The Judgement of Paris (1953) was about a young man travelling with jet-set and wondering how to satisfy his own part-cynical, part-romantic outlook. Several of his following novels did not gain critical approval and Vidal started to write plays for television, motion pictures and stage, and he went on to become a television commentator. Among his best-known works from the 1950s is Visit to a small planet (prod. first for television in 1955).
He ran unsuccessfully for Congress in 1960--close friends Paul Newman and Joanne Woodward frequently at his side.
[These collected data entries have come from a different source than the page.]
//! Payload validation and candidate construction.
//!
//! Validation collects every structural issue instead of stopping at the
//! first, so the next prompt can ask the model to fix them all at once.

use crate::models::{GeneratedCandidate, RuntimeFixture};
use serde_json::{Map, Value};
use thiserror::Error;
use tracing::debug;

/// Structural problems with a parsed payload.
#[derive(Debug, Clone, PartialEq, Eq, Error)]
#[error("{}", .issues.join("; "))]
pub struct NormalizeError {
    pub issues: Vec<String>,
}

impl NormalizeError {
    fn new(issues: Vec<String>) -> Self {
        Self { issues }
    }
}

/// Build a candidate from a parsed payload.
///
/// A fixture whose `problemId` disagrees with `problem_spec.id` is corrected to
/// the specification's id rather than rejected.
pub fn normalize_candidate(payload: &Value) -> Result<GeneratedCandidate, NormalizeError> {
    let Some(root) = payload.as_object() else {
        return Err(NormalizeError::new(vec![format!(
            "payload must be a JSON object, got {}",
            type_name(payload)
        )]));
    };

    let mut issues = Vec::new();

    let problem_spec = match root.get("problem_spec") {
        Some(Value::Object(spec)) => Some(spec.clone()),
        Some(other) => {
            issues.push(format!("problem_spec must be an object, got {}", type_name(other)));
            None
        }
        None => {
            issues.push("problem_spec is missing".to_string());
            None
        }
    };

    let fixture = match root.get("runtime_fixture") {
        Some(value) => match validate_fixture(value) {
            Ok(fixture) => Some(fixture),
            Err(fixture_issues) => {
                issues.extend(fixture_issues);
                None
            }
        },
        None => {
            issues.push("runtime_fixture is missing".to_string());
            None
        }
    };

    let reference_solution = match root.get("reference_solution") {
        Some(Value::String(s)) if !s.trim().is_empty() => Some(s.clone()),
        Some(Value::String(_)) => {
            issues.push("reference_solution must not be empty".to_string());
            None
        }
        Some(other) => {
            issues.push(format!(
                "reference_solution must be a string, got {}",
                type_name(other)
            ));
            None
        }
        None => {
            issues.push("reference_solution is missing".to_string());
            None
        }
    };

    let (Some(problem_spec), Some(mut runtime_fixture), Some(reference_solution)) =
        (problem_spec, fixture, reference_solution)
    else {
        return Err(NormalizeError::new(issues));
    };

    if let Some(spec_id) = problem_spec.get("id").and_then(spec_id_string) {
        if runtime_fixture.problem_id != spec_id {
            debug!(
                fixture_id = %runtime_fixture.problem_id,
                spec_id = %spec_id,
                "Correcting runtime_fixture.problemId to match problem_spec.id"
            );
            runtime_fixture.problem_id = spec_id;
        }
    }

    let refinement_notes = root
        .get("refinement_notes")
        .and_then(Value::as_str)
        .unwrap_or_default()
        .to_string();

    Ok(GeneratedCandidate {
        problem_spec,
        runtime_fixture,
        reference_solution,
        refinement_notes,
    })
}

/// `problem_spec.id` as the fixture expects it: strings as-is, numbers rendered.
fn spec_id_string(id: &Value) -> Option<String> {
    match id {
        Value::String(s) => Some(s.clone()),
        Value::Number(n) => Some(n.to_string()),
        _ => None,
    }
}

/// Structural check of a runtime fixture.
pub fn validate_fixture(value: &Value) -> Result<RuntimeFixture, Vec<String>> {
    let Some(obj) = value.as_object() else {
        return Err(vec![format!(
            "runtime_fixture must be an object, got {}",
            type_name(value)
        )]);
    };

    let mut issues = Vec::new();
    require(obj, "problemId", &mut issues, "a string", Value::is_string);
    require(obj, "seed", &mut issues, "a number", Value::is_number);
    require(obj, "functionName", &mut issues, "a string", Value::is_string);
    require(obj, "inputOrder", &mut issues, "an array of strings", |v| {
        v.as_array().is_some_and(|items| items.iter().all(Value::is_string))
    });
    require(obj, "inputs", &mut issues, "an object", Value::is_object);
    require(obj, "expectedOutput", &mut issues, "an array", Value::is_array);
    require(obj, "testCases", &mut issues, "an array", Value::is_array);

    if !issues.is_empty() {
        return Err(issues);
    }

    serde_json::from_value(value.clone()).map_err(|e| vec![format!("runtime_fixture: {e}")])
}

fn require(
    obj: &Map<String, Value>,
    key: &str,
    issues: &mut Vec<String>,
    expected: &str,
    check: impl Fn(&Value) -> bool,
) {
    match obj.get(key) {
        Some(value) if check(value) => {}
        Some(value) => issues.push(format!(
            "runtime_fixture.{key} must be {expected}, got {}",
            type_name(value)
        )),
        None => issues.push(format!("runtime_fixture.{key} is missing")),
    }
}

fn type_name(value: &Value) -> &'static str {
    match value {
        Value::Null => "null",
        Value::Bool(_) => "boolean",
        Value::Number(_) => "number",
        Value::String(_) => "string",
        Value::Array(_) => "array",
        Value::Object(_) => "object",
    }
}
He returned to novel writing in 1964 with Julian, written in the form of a journal by the eponymous Roman emperor. He continued with a trilogy of novels about the affairs of state with Washington, DC, (1967), a political thriller spanning the years 1937-52, Burr, (1973), and 1876, (1976). From the 1970s historical fiction was his dominant theme. Creation (1981) was the memoir of an imaginary grandson of Zoroaster who travels the world in the service of Persian kings and plays with the ideas of Confucius, Gautama Buddha, Anaxagoras and other thinkers and Lincoln (1984) is a carefully reconstructed account of the life of the US president.
His most famous novel is Myra Breckinridge, (1968), a transexual comedy parodying the cult of the Hollywood film star, dedicated to Christopher Isherwood. Its sequel, Myron, appeared in 1974. Myra is a feminist and her alternate self, Myron, is her mirror image and bitter antagonist.
A film adaptation was made in 1970, directed by John Houston who also starred with Rex Reed, Raquel Welch, Mae West, Tom Selleck, and Roger Herren.
For most of his life he was reticent about his personal life. Although he showed disdain for those who paraded their homosexuality, he also mocked those who sought to legislate for morality. He rejected the terms 'homosexual' and 'heterosexual' as meaningless as categories of people. He disliked the usage of the word 'gay', and insisted that 'homosexual' is an adjective, not a noun. Men who have sex with men are 'homosexualists', but most of us are bisexual. He had affairs with both men and women, although his many quick tricks were men for whom he was happy to pay to avoid involvement. Howard Austen became his loyal companion in the 1940s, and they began living together in a non-sexual relationship in 1950.
In 1972 he moved to live in a palazzo in Ravello, Italy. Vidal's house in Ravello, La Rondinaia, is perched 60 m above the Amalfi coast. Despite his personal connections to major players in American political history, he has written about America mostly from Italy.
In 1982 Vidal launched campaign in California for the US senate. He came second out of a field of nine, polling half a million votes.
During the Reagan years, Vidal published a collection of essays, Armageddon (1987), in which he explored his love-hate relationship with contemporary America. In 1994 Vidal co-starred with Tim Robbins in the film Bob Roberts. His collected essays, United States (1993), won a National Book Award.
He has also published some Hollywood screenplays, including Suddenly, Last Summer. His own memoirs were published as Palimpsest, (1995), and was shaped around his boyhood love, Jimmie Trimble, who was killed at Iwo Jima.
His novel, The Golden Age, set in D.C. and New York City during the 1940's and 50's, was published in late summer 2000.